I recently read "Ordinary Men" about how normal polish police went from being civilian normal police to aiding the Germans in the Holocaust and it's scary how many parallels there are. It requires normal civilians and police to all step up and speak against it to stop
Edit: comrade pointed out these were German civilians. They are correct.
"Browning argues that most of the men of RPB 101 were not fanatical Nazis but, rather, ordinary middle-aged, working-class men who committed these atrocities out of a mixture of motives, including the group dynamics of conformity, deference to authority, role adaptation, and the altering of moral norms to justify their actions. Very quickly three groups emerged within the battalion: a core of eager killers, a plurality who carried out their duties reliably but without initiative, and a small minority who evaded participation in the acts of killing without diminishing the murderous efficiency of the battalion whatsoever."

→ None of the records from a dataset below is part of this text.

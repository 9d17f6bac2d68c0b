//! # Symmetric NMF
//!
//! Multiplicative-update optimizer for `min |W - H H^T|^2` subject to `H >= 0`, where `W` is
//! the `n x n` normalized similarity matrix and `H` is `n x k`. Each round applies
//!
//! ```text
//! H <- H * (1 - beta + beta * (W H) / (H H^T H))
//! ```
//!
//! cell by cell. With non-negative `W` and a non-negative start, `H` stays non-negative without
//! clamping. The loop stops once `|H_t - H_(t-1)|^2 < epsilon` or after `max_iter` rounds; both
//! outcomes return the current `H`.

use log::{debug, info};
use ndarray::{Array2, ArrayView2, Zip};
use rand::Rng;

use crate::dense::{allocate, copy, frobenius_diff_squared, multiply, transpose};
use crate::SymNmfError;

pub const MAX_ITER: usize = 300;
pub const EPSILON: f64 = 1e-4;
pub const BETA: f64 = 0.5;
/// Added to a denominator only when it is exactly zero.
pub const DIVISION_GUARD: f64 = 1e-6;

pub struct SymNmfBuilder {
    max_iter: usize,
    epsilon: f64,
    beta: f64,
    division_guard: f64,
}

impl Default for SymNmfBuilder {
    fn default() -> Self {
        Self::new()
    }
}

impl SymNmfBuilder {
    pub fn new() -> Self {
        SymNmfBuilder {
            max_iter: MAX_ITER,
            epsilon: EPSILON,
            beta: BETA,
            division_guard: DIVISION_GUARD,
        }
    }

    pub fn max_iter(mut self, max_iter: usize) -> Self {
        self.max_iter = max_iter;
        self
    }

    pub fn epsilon(mut self, epsilon: f64) -> Self {
        self.epsilon = epsilon;
        self
    }

    pub fn beta(mut self, beta: f64) -> Self {
        self.beta = beta;
        self
    }

    pub fn division_guard(mut self, division_guard: f64) -> Self {
        self.division_guard = division_guard;
        self
    }

    pub fn build(self) -> SymNmf {
        SymNmf {
            max_iter: self.max_iter,
            epsilon: self.epsilon,
            beta: self.beta,
            division_guard: self.division_guard,
        }
    }
}

#[derive(Debug, Clone, Copy, PartialEq)]
pub struct SymNmf {
    max_iter: usize,
    epsilon: f64,
    beta: f64,
    division_guard: f64,
}

impl Default for SymNmf {
    fn default() -> Self {
        SymNmfBuilder::new().build()
    }
}

/// Final factor plus how the loop ended. Running out of iterations is not an error.
#[derive(Debug, Clone)]
pub struct SymNmfResult {
    pub h: Array2<f64>,
    pub iterations: usize,
    pub converged: bool,
}

impl SymNmf {
    pub fn max_iter(&self) -> usize {
        self.max_iter
    }

    pub fn epsilon(&self) -> f64 {
        self.epsilon
    }

    pub fn beta(&self) -> f64 {
        self.beta
    }

    pub fn division_guard(&self) -> f64 {
        self.division_guard
    }

    /// Run the multiplicative updates from `initial_h` against `target`.
    ///
    /// `initial_h` is copied, never mutated.
    pub fn fit(
        &self,
        initial_h: ArrayView2<f64>,
        target: ArrayView2<f64>,
    ) -> anyhow::Result<SymNmfResult> {
        check_shapes(initial_h, target)?;
        let (n, k) = initial_h.dim();

        let mut current = copy(initial_h)?;
        let mut previous = allocate(n, k)?;
        let mut iterations = 0;
        let mut converged = false;

        while iterations < self.max_iter {
            previous.assign(&current);
            current = self.update(current.view(), target)?;
            iterations += 1;

            let delta = frobenius_diff_squared(current.view(), previous.view())?;
            debug!("symnmf iteration {}: squared delta {:.6e}", iterations, delta);

            if delta < self.epsilon {
                converged = true;
                break;
            }
        }

        if converged {
            info!("symnmf converged after {} iterations", iterations);
        } else {
            info!("symnmf stopped after {} iterations without converging", iterations);
        }

        Ok(SymNmfResult {
            h: current,
            iterations,
            converged,
        })
    }

    /// One multiplicative update of `h`.
    pub fn update(&self, h: ArrayView2<f64>, target: ArrayView2<f64>) -> anyhow::Result<Array2<f64>> {
        let (n, k) = h.dim();

        let h_t = transpose(h)?;
        let hh_t = multiply(h, h_t.view())?;
        let hh_th = multiply(hh_t.view(), h)?;
        let wh = multiply(target, h)?;

        let beta = self.beta;
        let guard = self.division_guard;
        let mut next = allocate(n, k)?;
        Zip::from(&mut next)
            .and(&h)
            .and(&wh)
            .and(&hh_th)
            .for_each(|out, &cur, &num, &den| {
                let den = if den != 0.0 { den } else { den + guard };
                *out = cur * (1.0 - beta + beta * (num / den));
            });

        Ok(next)
    }
}

fn check_shapes(h: ArrayView2<f64>, target: ArrayView2<f64>) -> anyhow::Result<()> {
    let (rows, cols) = target.dim();
    if rows != cols || h.nrows() != rows {
        return Err(SymNmfError::DimensionMismatch {
            op: "optimize",
            left: h.dim(),
            right: target.dim(),
        }
        .into());
    }
    Ok(())
}

/// Optimize `initial_h` against `target` with the default constants and return the final `H`.
pub fn optimize(initial_h: ArrayView2<f64>, target: ArrayView2<f64>) -> anyhow::Result<Array2<f64>> {
    Ok(SymNmf::default().fit(initial_h, target)?.h)
}

/// Squared reconstruction error `|W - H H^T|^2`.
pub fn reconstruction_error(h: ArrayView2<f64>, target: ArrayView2<f64>) -> anyhow::Result<f64> {
    let h_t = transpose(h)?;
    let hh_t = multiply(h, h_t.view())?;
    frobenius_diff_squared(target, hh_t.view())
}

/// Random starting factor with entries uniform in `[0, 2 * sqrt(mean(W) / k))`.
pub fn initialize_h<R: Rng>(
    target: ArrayView2<f64>,
    k: usize,
    rng: &mut R,
) -> anyhow::Result<Array2<f64>> {
    if k == 0 {
        return Err(SymNmfError::InvalidArgument("k must be positive".to_string()).into());
    }

    let n = target.nrows();
    let mean = target.mean().unwrap_or(0.0);
    let upper_bound = 2.0 * (mean / k as f64).sqrt();

    let mut h = allocate(n, k)?;
    if upper_bound > 0.0 {
        h.mapv_inplace(|_| rng.random::<f64>() * upper_bound);
    }
    Ok(h)
}

/// Hard cluster label per row of `h`: the column holding the row maximum, first one on ties.
pub fn assign_clusters(h: ArrayView2<f64>) -> Vec<usize> {
    h.rows()
        .into_iter()
        .map(|row| {
            let mut best = 0;
            for (j, &v) in row.iter().enumerate() {
                if v > row[best] {
                    best = j;
                }
            }
            best
        })
        .collect()
}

A big thing that struck me: when the police who initially said "no" in front of the rest of the group were later asked how they were able to say no they talked about how they were older and financially independent. The young guys all said yes because they were focused on their careers and hoping for a promotion. I wonder how much of the same mindset controls our police in this country. If the chief of police is smiling at militia run check points, is the 24 year old cop ready, mentally but financially, to question him?
You might want to read ordinary men. It goes into a lot of detail on the explanations that soldiers came up with to justify their actions to themselves. One big theme was duty, basically "If I don't do this gruesome thing, the next guy in my unit will have to do it and that's not ok". Probably the one anecdote that stuck out to me the most was a soldier who would only kill children because he felt like he was freeing them from living lives as orphans since everyone else was killing their parents.
edit: This book focuses on a the history of a specific battalion working the final solution on the Eastern Front. If I recall correctly the men were reservists from an area of Germany that wasn't particularly pro-Nazi and were very "ordinary".
This entire post misses the mark. We're not calling them to arms, we're mocking them and pointing out their against tyranny stance has no litmus test they will actually apply. Their use of guns is partisan. This is the predicted step we all knew was coming: right wing support for police will be support for the gestapo as long as gestapo target their political enemies.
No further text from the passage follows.